Microsoft: Lapsus$ Gained ‘Limited Access’ In Hack Attack

‘No customer code or data was involved in the observed activities,’ according to the blog post. ‘Our investigation has found a single account had been compromised, granting limited access.’

Microsoft confirmed Tuesday that hacker group Lapsus$ gained “limited access” to the tech giant through a single compromised account while dismissing any elevation of risk from the attack.

In a blog post, Microsoft outlined how Lapsus$ attacks targets and acknowledged that the group used these tactics to force its way into the Redmond, Wash.-based company.

“No customer code or data was involved in the observed activities,” according to the blog post. “Our investigation has found a single account had been compromised, granting limited access. Our cybersecurity response teams quickly engaged to remediate the compromised account and prevent further activity. Microsoft does not rely on the secrecy of code as a security measure and viewing source code does not lead to elevation of risk.”

[RELATED: Microsoft Azure DevOps Targeted By Hacker Group: Reports]

Lapsus$ – or DEV-0537, as Microsoft calls the group – said it breached internal source code repositories for Microsoft Azure DevOps in a post on messaging application Telegram on Sunday. The repository appears to show access to Bing- and Cortana-related projects.

“Our team was already investigating the compromised account based on threat intelligence when the actor publicly disclosed their intrusion,” according to the Microsoft post. “This public disclosure escalated our action allowing our team to intervene and interrupt the actor mid-operation, limiting broader impact.”

The group has been active, previously targeting Okta, Nvidia, Samsung and other big tech companies. As many as 366 Okta customers might have had their data ‘acted upon’ following the Lapsus$ cyberattack against the identity security giant’s customer support subcontractor.

Kelly Yeh, president of Chantilly, Va.-based Microsoft partner Phalanx Technology Group, told CRN in an interview that giant companies such as Microsoft always have bullseyes on their backs and that, based on Microsoft’s response, the group hasn’t seized extremely sensitive data from Microsoft or customers.

“Still, this shows that even companies with great processes and security systems can be compromised, so vigilance and best practices should be utilized as much as practical,” Yeh said.

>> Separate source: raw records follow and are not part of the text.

//! # BULLION Core
//!
//! Storage primitives for one room's world:
//! - `EntityId` / `EntityKind`: unique, monotonically increasing ids tagged by
//!   what they identify
//! - `Arena<T>`: dense slots with generation-checked `Handle`s
//! - `SpatialGrid`: uniform-cell broad-phase, cleared and refilled each tick
//!
//! ## Architecture Rules
//!
//! 1. **Order is explicit** - nothing here hands out hash-map iteration order.
//!    Every query result is sorted by id before it leaves the crate.
//! 2. **No clock, no OS randomness** - same as `bullion_shared`.

#![deny(missing_docs)]
#![deny(unsafe_code)]
#![deny(clippy::all)]
#![warn(clippy::pedantic)]

pub mod arena;
pub mod entity;
pub mod grid;

pub use arena::{Arena, Handle};
pub use entity::{EntityId, EntityKind, IdAllocator, TypedId};
pub use grid::SpatialGrid;
//! Benchmark for ledger operations against the in-memory store.
//!
//! TARGET: keyed operations stay cheap enough to run inline after each tick
//!
//! Run with: cargo bench --package bullion_economy --bench ledger_benchmark

use std::sync::Arc;

use criterion::{black_box, criterion_group, criterion_main, Criterion};
use bullion_economy::{accounts, Ledger, LedgerConfig, MemoryStore, ReservationService};

fn ledger() -> Ledger {
    let config = LedgerConfig {
        backoff_min_ms: 0,
        backoff_max_ms: 0,
        ..LedgerConfig::default()
    };
    Ledger::new(Arc::new(MemoryStore::new()), "bench", config).expect("valid config")
}

fn benchmark_ledger(c: &mut Criterion) {
    let mut group = c.benchmark_group("ledger");

    group.bench_function("deposit_keyed", |b| {
        let ledger = ledger();
        let mut n = 0u64;
        b.iter(|| {
            n += 1;
            let key = format!("dep:{n}");
            black_box(ledger.deposit("acc", 1, Some(&key)).expect("deposit"))
        });
    });

    group.bench_function("deposit_replay", |b| {
        let ledger = ledger();
        ledger.deposit("acc", 1, Some("same")).expect("deposit");
        b.iter(|| black_box(ledger.deposit("acc", 1, Some("same")).expect("deposit")));
    });

    group.bench_function("transfer_fire_once", |b| {
        let ledger = ledger();
        ledger.deposit("a", 1 << 40, None).expect("deposit");
        b.iter(|| black_box(ledger.transfer("a", "b", 1, None).expect("transfer")));
    });

    group.finish();
}

fn benchmark_reservations(c: &mut Criterion) {
    let mut group = c.benchmark_group("reservations");

    group.bench_function("reserve_release", |b| {
        let svc = ReservationService::new(ledger());
        svc.ledger()
            .deposit(accounts::BANKROLL, 1 << 40, None)
            .expect("deposit");
        b.iter(|| {
            svc.reserve_exit("s1", 100, 900, 0).expect("reserve");
            black_box(svc.release_exit("s1").expect("release"))
        });
    });

    group.bench_function("spend_pellet", |b| {
        let svc = ReservationService::new(ledger());
        svc.credit_pellet_reserve(1 << 40, None).expect("credit");
        b.iter(|| black_box(svc.spend_pellet(5).expect("spend")));
    });

    group.finish();
}

criterion_group!(benches, benchmark_ledger, benchmark_reservations);
criterion_main!(benches);
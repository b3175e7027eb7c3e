//! # Store Contract
//!
//! Everything the ledger needs from a shared key-value store. Values are
//! strings; integers are stored in decimal.
//!
//! ## Watch-Then-Commit
//!
//! ```text
//! transact(watch, plan):
//!   1. read every watched key
//!   2. plan(values) -> writes          (pure, may run many times)
//!   3. commit writes atomically IF no watched key changed since step 1
//!      else report Conflict            (caller retries)
//! ```
//!
//! Two scripts cover the hot paths that need no idempotency record:
//! `decr_if_at_least` and `move_if_at_least`. Both are single atomic
//! operations, so concurrent spends never overdraw.

mod memory;
#[cfg(feature = "redis")]
mod redis;

pub use memory::MemoryStore;
#[cfg(feature = "redis")]
pub use self::redis::RedisStore;

use crate::error::{StoreError, StoreResult};

/// One write inside an atomic commit.
#[derive(Clone, Debug, PartialEq, Eq)]
pub enum WriteOp {
    /// Set a string value, optionally expiring after `ttl_secs`.
    Set {
        /// Key.
        key: String,
        /// Value.
        value: String,
        /// Expiry in seconds.
        ttl_secs: Option<u64>,
    },
    /// Add `delta` to an integer value (missing counts as 0).
    IncrBy {
        /// Key.
        key: String,
        /// Signed change.
        delta: i64,
    },
    /// Remove a key.
    Delete {
        /// Key.
        key: String,
    },
    /// Add or re-score a sorted-set member.
    ZAdd {
        /// Sorted set.
        key: String,
        /// Member.
        member: String,
        /// Score.
        score: u64,
    },
    /// Remove a sorted-set member.
    ZRem {
        /// Sorted set.
        key: String,
        /// Member.
        member: String,
    },
}

/// How a transaction ended.
#[derive(Clone, Copy, Debug, PartialEq, Eq)]
pub enum TxOutcome {
    /// Writes applied.
    Committed,
    /// A watched key changed; nothing applied.
    Conflict,
}

/// Planner handed to [`KvStore::transact`]: watched values in, writes out.
pub type Plan<'a> = dyn FnMut(&[Option<String>]) -> Vec<WriteOp> + 'a;

/// Shared atomic store.
pub trait KvStore: Send + Sync {
    /// Reads a value.
    ///
    /// # Errors
    ///
    /// Backend failure.
    fn get(&self, key: &str) -> StoreResult<Option<String>>;

    /// Up to `limit` members of a sorted set with score `<= max_score`,
    /// lowest score first.
    ///
    /// # Errors
    ///
    /// Backend failure.
    fn zrange_by_score(&self, key: &str, max_score: u64, limit: usize) -> StoreResult<Vec<String>>;

    /// Optimistic transaction over `watch`. See the module docs.
    ///
    /// # Errors
    ///
    /// Backend failure. Contention is `Ok(TxOutcome::Conflict)`, not an error.
    fn transact(&self, watch: &[String], plan: &mut Plan<'_>) -> StoreResult<TxOutcome>;

    /// Atomic increment; returns the new value.
    ///
    /// # Errors
    ///
    /// Backend failure or a non-integer value.
    fn incr_by(&self, key: &str, delta: i64) -> StoreResult<i64>;

    /// Atomically subtracts `amount` if the value is at least `amount`.
    /// Returns the new value, or `None` when short.
    ///
    /// # Errors
    ///
    /// Backend failure or a non-integer value.
    fn decr_if_at_least(&self, key: &str, amount: u64) -> StoreResult<Option<u64>>;

    /// Atomically moves `amount` from `from` to `to` if `from` holds at least
    /// `amount`. Returns the new `from` value, or `None` when short.
    ///
    /// # Errors
    ///
    /// Backend failure or a non-integer value.
    fn move_if_at_least(&self, from: &str, to: &str, amount: u64) -> StoreResult<Option<u64>>;
}

/// Parses a stored integer; a missing key is zero.
///
/// # Errors
///
/// `StoreError::Corrupt` for anything that is not a decimal integer.
pub fn parse_int(key: &str, value: Option<&str>) -> StoreResult<i64> {
    match value {
        None => Ok(0),
        Some(v) => v.trim().parse().map_err(|_| StoreError::Corrupt {
            key: key.to_string(),
            value: v.to_string(),
        }),
    }
}

/// Like [`parse_int`] but for balances, which are never negative.
///
/// # Errors
///
/// `StoreError::Corrupt` for a negative or non-integer value.
pub fn parse_amount(key: &str, value: Option<&str>) -> StoreResult<u64> {
    let raw = parse_int(key, value)?;
    u64::try_from(raw).map_err(|_| StoreError::Corrupt {
        key: key.to_string(),
        value: raw.to_string(),
    })
}
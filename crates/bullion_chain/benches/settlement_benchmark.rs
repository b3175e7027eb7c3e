//! # Settlement Performance Benchmark
//!
//! REQUIREMENTS:
//! - Log parsing: well under 1µs
//! - Ticket signing: fast enough to sign every exit inline
//!
//! Run with: `cargo bench --package bullion_chain`

#![allow(missing_docs)]

use std::sync::Arc;

use alloy_primitives::{Address, B256, U256};
use alloy_sol_types::SolEvent;
use bullion_chain::{
    Eip712TicketSigner, EventParser, IBullionVault, SettlementEvent, SettlementSync, VaultTransfer,
};
use bullion_economy::{Ledger, LedgerConfig, MemoryStore, TicketClaim, TicketSigner};
use criterion::{black_box, criterion_group, criterion_main, Criterion};

fn bench_parse(c: &mut Criterion) {
    let mut player = [0u8; 32];
    player[12..].copy_from_slice(Address::repeat_byte(1).as_slice());
    let topics = [IBullionVault::Deposited::SIGNATURE_HASH.0, [7u8; 32], player];
    let data = U256::from(1_000u64).to_be_bytes::<32>();

    c.bench_function("parse_deposit_log", |b| {
        b.iter(|| black_box(EventParser::parse(&topics, &data, 12345, 0)));
    });
}

fn bench_sign(c: &mut Criterion) {
    let signer = Eip712TicketSigner::from_hex(
        "0x4c0883a69102937d6231471b5dbb6204fe5129617082792ae468d01a3f362318",
        1,
        Address::repeat_byte(0x11),
    )
    .expect("valid key");
    let claim = TicketClaim {
        server_id: "room-1".into(),
        session_id: "s1".into(),
        player: "0x2222222222222222222222222222222222222222".into(),
        amount: 640,
        deadline: 1_700_000_900,
    };

    c.bench_function("sign_exit_ticket", |b| {
        b.iter(|| black_box(signer.sign(&claim).expect("sign")));
    });
}

fn bench_apply(c: &mut Criterion) {
    let store = Arc::new(MemoryStore::new());
    let ledger = Ledger::new(store, "bench", LedgerConfig::default()).expect("valid config");
    let mut sync = SettlementSync::new(ledger, 500);
    let mut n = 0u64;

    c.bench_function("apply_deposit", |b| {
        b.iter(|| {
            n += 1;
            let mut id = [0u8; 32];
            id[24..].copy_from_slice(&n.to_be_bytes());
            let event = SettlementEvent::Deposited(VaultTransfer {
                event_id: B256::from(id),
                player: Address::repeat_byte(1),
                amount: U256::from(1_000u64),
                block_number: n,
                log_index: 0,
            });
            sync.apply(&event).expect("apply");
        });
    });
}

criterion_group!(benches, bench_parse, bench_sign, bench_apply);
criterion_main!(benches);
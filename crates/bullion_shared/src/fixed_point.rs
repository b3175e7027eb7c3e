//! # Fixed-Point Micro Units
//!
//! **NO FLOATING POINT IN MONEY**
//!
//! Per-second taxes are often a fraction of one mass unit. Rounding them away
//! every second would silently exempt small stakes, so we accumulate them in
//! micro units (10^-6 of a mass unit) and only move whole units.
//!
//! ## Why Fixed-Point?
//!
//! - Deterministic: same calculation = same result on all hardware
//! - Exact carry: the sub-unit remainder is preserved across seconds
//! - Auditable: every recycled unit can be reproduced from the inputs

use std::fmt;
use std::ops::{Add, AddAssign};

use serde::{Deserialize, Serialize};

/// Micro units per whole mass unit.
const MICROS_PER_UNIT: u64 = 1_000_000;

/// An amount of mass with 6 implied decimals.
///
/// Internally stores `value * 10^6` as a u64.
#[derive(Clone, Copy, PartialEq, Eq, PartialOrd, Ord, Hash, Default, Serialize, Deserialize)]
#[repr(transparent)]
pub struct Micro(u64);

impl Micro {
    /// Zero value.
    pub const ZERO: Self = Self(0);

    /// Creates from whole units.
    #[inline]
    #[must_use]
    pub const fn from_units(units: u64) -> Self {
        Self(units.saturating_mul(MICROS_PER_UNIT))
    }

    /// Creates from a raw micro value.
    #[inline]
    #[must_use]
    pub const fn from_raw(raw: u64) -> Self {
        Self(raw)
    }

    /// `units * ppm` expressed in micro units (ppm of a unit == micro units).
    #[inline]
    #[must_use]
    pub const fn from_ppm_of(units: u64, ppm: u64) -> Self {
        let raw = units as u128 * ppm as u128;
        if raw > u64::MAX as u128 {
            Self(u64::MAX)
        } else {
            Self(raw as u64)
        }
    }

    /// Returns the raw micro value.
    #[inline]
    #[must_use]
    pub const fn raw(self) -> u64 {
        self.0
    }

    /// Whole-unit part.
    #[inline]
    #[must_use]
    pub const fn whole(self) -> u64 {
        self.0 / MICROS_PER_UNIT
    }

    /// Sub-unit remainder.
    #[inline]
    #[must_use]
    pub const fn fraction(self) -> Self {
        Self(self.0 % MICROS_PER_UNIT)
    }

    /// Splits into whole units and the remaining carry.
    #[inline]
    #[must_use]
    pub const fn split(self) -> (u64, Self) {
        (self.whole(), self.fraction())
    }
}

impl Add for Micro {
    type Output = Self;

    #[inline]
    fn add(self, rhs: Self) -> Self {
        Self(self.0.saturating_add(rhs.0))
    }
}

impl AddAssign for Micro {
    #[inline]
    fn add_assign(&mut self, rhs: Self) {
        *self = *self + rhs;
    }
}

impl fmt::Debug for Micro {
    fn fmt(&self, f: &mut fmt::Formatter<'_>) -> fmt::Result {
        write!(f, "Micro({}.{:06})", self.whole(), self.fraction().0)
    }
}

impl fmt::Display for Micro {
    fn fmt(&self, f: &mut fmt::Formatter<'_>) -> fmt::Result {
        write!(f, "{}.{:06}", self.whole(), self.fraction().0)
    }
}
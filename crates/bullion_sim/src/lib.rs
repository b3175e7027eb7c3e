//! # Bullion Room Simulation
//!
//! Deterministic, fixed-tick world for one room: players with a monetary
//! balance as mass, charged shots and dashes, spills, pellets, taxes and
//! a dynamic circular border.
//!
//! ## Architecture
//!
//! ```text
//!  transport ──set_input──►┌────────┐──StepResult──► room driver
//!                          │ Engine │                (ledger, reservations)
//!  join/leave ──add/remove►└────────┘──WorldNode───► snapshots
//! ```
//!
//! - **Engine**: owns the world, advances it with `step()`
//! - **Config**: every tuning constant, loadable from TOML
//! - **Snapshot**: tagged world nodes and a state digest for replays
//! - **Tick**: wall-clock pacing at 20Hz
//!
//! ## Money Rules
//!
//! Mass is a `u64` in the smallest currency unit. Mass only leaves the world
//! through `RecycleMass` (taxes, burns, costs) and `PlayerExited`; it only
//! enters through a join or a `PelletSpawned`.
//!
//! ## Example
//!
//! ```rust
//! use bullion_sim::{Engine, InputPatch, SimConfig};
//!
//! let mut engine = Engine::new(SimConfig::default(), 42).unwrap();
//! engine.add_player("s1", "0xabc", "alice", 1_000).unwrap();
//! engine.set_input("s1", InputPatch { d: Some(true), ..InputPatch::default() });
//!
//! let result = engine.step();
//! assert_eq!(result.tick, 1);
//! ```

#![deny(missing_docs)]
#![deny(unsafe_code)]
#![deny(clippy::all)]
#![warn(clippy::pedantic)]
#![allow(clippy::cast_precision_loss, clippy::module_name_repetitions)]

pub mod config;
pub mod engine;
pub mod entities;
pub mod error;
pub mod events;
pub mod input;
pub mod snapshot;
pub mod tick;

pub use config::SimConfig;
pub use engine::{Border, Engine};
pub use entities::{Bullet, Obstacle, Pickup, PickupKind, Player, SpillLock, Timers};
pub use error::{SimError, SimResult};
pub use events::{SimEvent, StepResult};
pub use input::{Edges, InputPatch, PlayerInput};
pub use snapshot::{
    color_for_session, status, BulletNode, ObstacleNode, PelletNode, PlayerNode, Rect, SpillNode,
    WorldNode,
};
pub use tick::{TickLoop, TickStats};
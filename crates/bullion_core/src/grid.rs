//! # Spatial Grid
//!
//! Uniform-cell broad-phase index. The engine clears it and re-inserts every
//! body once per tick, then asks it "who is near here?" instead of testing
//! every pair.
//!
//! Bodies are circles. A body is registered in every cell its bounding box
//! touches; queries gather candidates from the cells under the query shape,
//! drop the ones that do not actually overlap, and return the rest sorted by
//! `(kind, id)` without duplicates.

use std::collections::HashMap;

use bullion_shared::Vec2;

use crate::entity::{EntityId, EntityKind, TypedId};

#[derive(Debug, Clone, Copy)]
struct Body {
    id: TypedId,
    center: Vec2,
    radius: f64,
}

/// Uniform-cell spatial hash over typed entity ids.
#[derive(Debug, Clone)]
pub struct SpatialGrid {
    cell_size: f64,
    bodies: Vec<Body>,
    cells: HashMap<(i32, i32), Vec<u32>>,
    /// Scratch buffer reused across queries.
    scratch: Vec<u32>,
}

impl SpatialGrid {
    /// Creates an empty grid. Non-positive or non-finite cell sizes fall back
    /// to 1.
    #[must_use]
    pub fn new(cell_size: f64) -> Self {
        let cell_size = if cell_size.is_finite() && cell_size > 0.0 {
            cell_size
        } else {
            1.0
        };
        Self {
            cell_size,
            bodies: Vec::new(),
            cells: HashMap::new(),
            scratch: Vec::new(),
        }
    }

    /// Cell edge length.
    #[must_use]
    pub const fn cell_size(&self) -> f64 {
        self.cell_size
    }

    /// Number of inserted bodies.
    #[must_use]
    pub fn len(&self) -> usize {
        self.bodies.len()
    }

    /// True when nothing has been inserted since the last clear.
    #[must_use]
    pub fn is_empty(&self) -> bool {
        self.bodies.is_empty()
    }

    /// Removes every body, keeping the cell allocations.
    pub fn clear(&mut self) {
        self.bodies.clear();
        for bucket in self.cells.values_mut() {
            bucket.clear();
        }
    }

    #[inline]
    fn cell_coord(&self, v: f64) -> i32 {
        // Saturating float->int cast keeps absurd coordinates in the edge cells.
        (v / self.cell_size).floor() as i32
    }

    /// Inserts a circular body. Non-finite input is ignored.
    pub fn insert(&mut self, kind: EntityKind, id: EntityId, center: Vec2, radius: f64) {
        if !center.is_finite() || !radius.is_finite() {
            return;
        }
        let radius = radius.max(0.0);
        let Ok(index) = u32::try_from(self.bodies.len()) else {
            return;
        };
        self.bodies.push(Body {
            id: TypedId::new(kind, id),
            center,
            radius,
        });

        let (x0, x1) = (self.cell_coord(center.x - radius), self.cell_coord(center.x + radius));
        let (y0, y1) = (self.cell_coord(center.y - radius), self.cell_coord(center.y + radius));
        for cx in x0..=x1 {
            for cy in y0..=y1 {
                self.cells.entry((cx, cy)).or_default().push(index);
            }
        }
    }

    fn gather(&mut self, min: Vec2, max: Vec2) {
        self.scratch.clear();
        let (x0, x1) = (self.cell_coord(min.x), self.cell_coord(max.x));
        let (y0, y1) = (self.cell_coord(min.y), self.cell_coord(max.y));
        for cx in x0..=x1 {
            for cy in y0..=y1 {
                if let Some(bucket) = self.cells.get(&(cx, cy)) {
                    self.scratch.extend_from_slice(bucket);
                }
            }
        }
        self.scratch.sort_unstable();
        self.scratch.dedup();
    }

    /// Every body overlapping the circle, sorted by `(kind, id)`.
    pub fn query_circle(&mut self, center: Vec2, radius: f64) -> Vec<TypedId> {
        if !center.is_finite() || !radius.is_finite() || radius < 0.0 {
            return Vec::new();
        }
        let extent = Vec2::new(radius, radius);
        self.gather(center - extent, center + extent);

        let mut out: Vec<TypedId> = self
            .scratch
            .iter()
            .filter_map(|&i| self.bodies.get(i as usize))
            .filter(|b| {
                let reach = b.radius + radius;
                (b.center - center).length_squared() <= reach * reach
            })
            .map(|b| b.id)
            .collect();
        out.sort_unstable();
        out.dedup();
        out
    }

    /// Every body whose circle overlaps the axis-aligned box `[min, max]`,
    /// sorted by `(kind, id)`.
    pub fn query_rect(&mut self, min: Vec2, max: Vec2) -> Vec<TypedId> {
        if !min.is_finite() || !max.is_finite() || min.x > max.x || min.y > max.y {
            return Vec::new();
        }
        self.gather(min, max);

        let mut out: Vec<TypedId> = self
            .scratch
            .iter()
            .filter_map(|&i| self.bodies.get(i as usize))
            .filter(|b| {
                let nearest = Vec2::new(
                    b.center.x.clamp(min.x, max.x),
                    b.center.y.clamp(min.y, max.y),
                );
                (nearest - b.center).length_squared() <= b.radius * b.radius
            })
            .map(|b| b.id)
            .collect();
        out.sort_unstable();
        out.dedup();
        out
    }

    /// Like [`query_circle`](Self::query_circle) but keeps only one kind.
    pub fn query_circle_kind(&mut self, center: Vec2, radius: f64, kind: EntityKind) -> Vec<TypedId> {
        let mut out = self.query_circle(center, radius);
        out.retain(|t| t.kind == kind);
        out
    }
}
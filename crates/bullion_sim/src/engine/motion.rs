//! Border, movement, projectile integration and static collisions.

use bullion_core::{EntityKind, Handle};
use bullion_shared::{clamp, Vec2};

use super::Engine;

/// Velocities below this are snapped to zero for drifting pickups.
const REST_SPEED: f64 = 0.05;

impl Engine {
    /// Stage 1: move the border toward its player-count target.
    pub(super) fn update_border(&mut self) {
        let cfg = &self.config;
        let alive = self.players.values().filter(|p| p.alive).count() as f64;
        let target = clamp(
            cfg.border_base_radius + cfg.border_per_player_radius * alive.sqrt(),
            cfg.border_min_radius,
            cfg.border_max_radius,
        );
        let prev = self.border.radius;
        let delta = clamp(target - prev, -cfg.border_max_speed, cfg.border_max_speed);
        self.border.radius = prev + delta;
        self.border.target = target;
        self.border.velocity = delta;
    }

    /// Stages 4 and 5: acceleration, damping, friction, speed cap, position.
    pub(super) fn integrate_players(&mut self, order: &[Handle]) {
        let cfg = &self.config;
        for &h in order {
            let Some(p) = self.players.get_mut(h) else { continue };
            if !p.alive {
                continue;
            }
            let mobility = p.mobility(cfg);

            if p.input.exit || p.exit_hold_ticks > 0 {
                p.vel *= cfg.exit_damping;
            } else if p.timers.stun == 0 {
                if let Some(dir) = p.input.move_dir() {
                    let mut accel = cfg.acceleration * mobility;
                    if p.timers.slow > 0 {
                        accel *= cfg.slow_factor;
                    }
                    if p.timers.shoot_recovery > 0 {
                        accel *= cfg.shoot_recovery_factor;
                    }
                    p.vel += dir * accel;
                }
            }

            p.vel *= cfg.friction;
            if !p.is_dashing() {
                let cap = cfg.max_speed * mobility;
                let speed = p.vel.length();
                if speed > cap {
                    let slowed = (speed * cfg.overspeed_drag).max(cap);
                    p.vel *= slowed / speed;
                }
            }

            p.pos += p.vel;
            let bound = cfg.bounds_half_extent;
            p.pos = Vec2::new(clamp(p.pos.x, -bound, bound), clamp(p.pos.y, -bound, bound));
            if !p.vel.is_finite() {
                p.vel = Vec2::ZERO;
            }
        }
    }

    /// Stage 8: bullets fly and age; spilled pickups drift to rest.
    pub(super) fn integrate_projectiles(&mut self) {
        let border = self.border.radius;
        for (_, b) in self.bullets.iter_mut() {
            if b.dead {
                continue;
            }
            b.prev_pos = b.pos;
            b.pos += b.vel;
            b.ttl = b.ttl.saturating_sub(1);
            if b.ttl == 0 || b.pos.length() > border + b.radius {
                b.dead = true;
                b.spent = true;
            }
        }

        let friction = self.config.friction;
        for (_, p) in self.pickups.iter_mut() {
            if p.vel == Vec2::ZERO {
                continue;
            }
            p.pos += p.vel;
            p.vel *= friction;
            if p.vel.length() < REST_SPEED {
                p.vel = Vec2::ZERO;
            }
            clamp_into_circle(&mut p.pos, border - p.radius);
        }
    }

    /// Stage 9: push players out of obstacles. Dashing bodies bounce,
    /// everyone else slides.
    pub(super) fn resolve_obstacles(&mut self, order: &[Handle]) {
        let cfg = &self.config;
        for &h in order {
            let Some(p) = self.players.get_mut(h) else { continue };
            if !p.alive {
                continue;
            }
            let hits = self
                .grid
                .query_circle_kind(p.pos, p.radius(), EntityKind::Obstacle);
            for hit in hits {
                let Ok(i) = self.obstacles.binary_search_by_key(&hit.id, |o| o.id) else {
                    continue;
                };
                let o = self.obstacles[i];
                let delta = p.pos - o.pos;
                let min = o.radius + p.radius();
                if delta.length_squared() >= min * min {
                    continue;
                }
                let n = delta.normalized().unwrap_or(Vec2::X);
                p.pos = o.pos + n * min;

                let vn = p.vel.dot(n);
                if vn < 0.0 {
                    if p.is_dashing() {
                        p.vel -= n * (2.0 * vn);
                    } else {
                        p.vel = (p.vel - n * vn) * cfg.obstacle_slide_keep;
                    }
                }
            }
        }
    }

    /// Stage 9: keep players inside the border. A contracting border nudges
    /// clamped players inward.
    pub(super) fn clamp_players_to_border(&mut self, order: &[Handle]) {
        let border = self.border;
        let push = self.config.border_push;
        for &h in order {
            let Some(p) = self.players.get_mut(h) else { continue };
            if !p.alive {
                continue;
            }
            let limit = (border.radius - p.radius()).max(0.0);
            if p.pos.length() <= limit {
                continue;
            }
            let n = p.pos.normalized().unwrap_or(Vec2::X);
            p.pos = n * limit;
            let outward = p.vel.dot(n);
            if outward > 0.0 {
                p.vel -= n * outward;
            }
            if border.velocity < 0.0 {
                p.vel += n * (border.velocity * push);
            }
        }
    }
}

/// Pulls `pos` back inside a circle of `limit` around the origin.
pub(super) fn clamp_into_circle(pos: &mut Vec2, limit: f64) {
    let limit = limit.max(0.0);
    let dist = pos.length();
    if dist > limit {
        *pos = pos.normalized().unwrap_or(Vec2::X) * limit;
    }
}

David Cox, vice president at G6 Communications, a Fort Wayne, Ind.-based Microsoft partner, told CRN in an interview that managed service providers (MSPs) notify their staff on what to look for and how to answer questions from clients.

“After we evaluate the potential impact on our clients’ operations, we work with them to develop a plan to address any concerns they have,” Cox said. “The last thing we do is add it to the long list of events we track.”

Lapsus$ “is a little different in that it doesn’t directly impact our clients the way the Log4j vulnerability did,” he said.

Information On Lapsus$

Lapsus$ uses a pure extortion and destruction model without ransomware payloads, according to Microsoft. Its earliest targets were in the United Kingdom and South America, but it’s expanded to government agencies, health care organizations and companies in a variety of sectors worldwide.

Lapsus$ advertises that it will buy credentials from employees of target organizations, uses subscriber identity module (SIM) swapping to take over accounts and intrudes on crisis communications of targets.

The group has also called organizations’ help desks to try to reset privileged accounts’ credentials using common recovery prompts such as “mother’s maiden name” and even using a native-English-sounding caller to speak with the help desk, according to Microsoft.

“Since many organizations outsource their help desk support, this tactic attempts to exploit those supply chain relationships, especially where organizations give their help desk personnel the ability to elevate privileges,” according to Microsoft.

Advice From Microsoft

To better defend against Lapsus$, Microsoft recommended that users strengthen multifactor authentication (MFA), require trusted endpoints, leverage modern authentication options for virtual private networks (VPNs), improve and monitor cloud security postures and train organizations in social engineering attacks, among other actions.

For MFA, users should avoid weak factors such as text messaging, secondary email addresses and voice approvals, instead using tools such as Fast Identity Online (FIDO) tokens, according to Microsoft.

For cloud security postures, because Lapsus$ uses legitimate credentials to gain access, security professionals should review Conditional Access user and session risk configurations and review risk detections in Azure Active Directory (AD) Identity Protection, among other actions.

Lapsus$ monitors and intrudes in incident response communications, so users should monitor these channels for unauthorized attendees and perform visual or audio verification, according to Microsoft.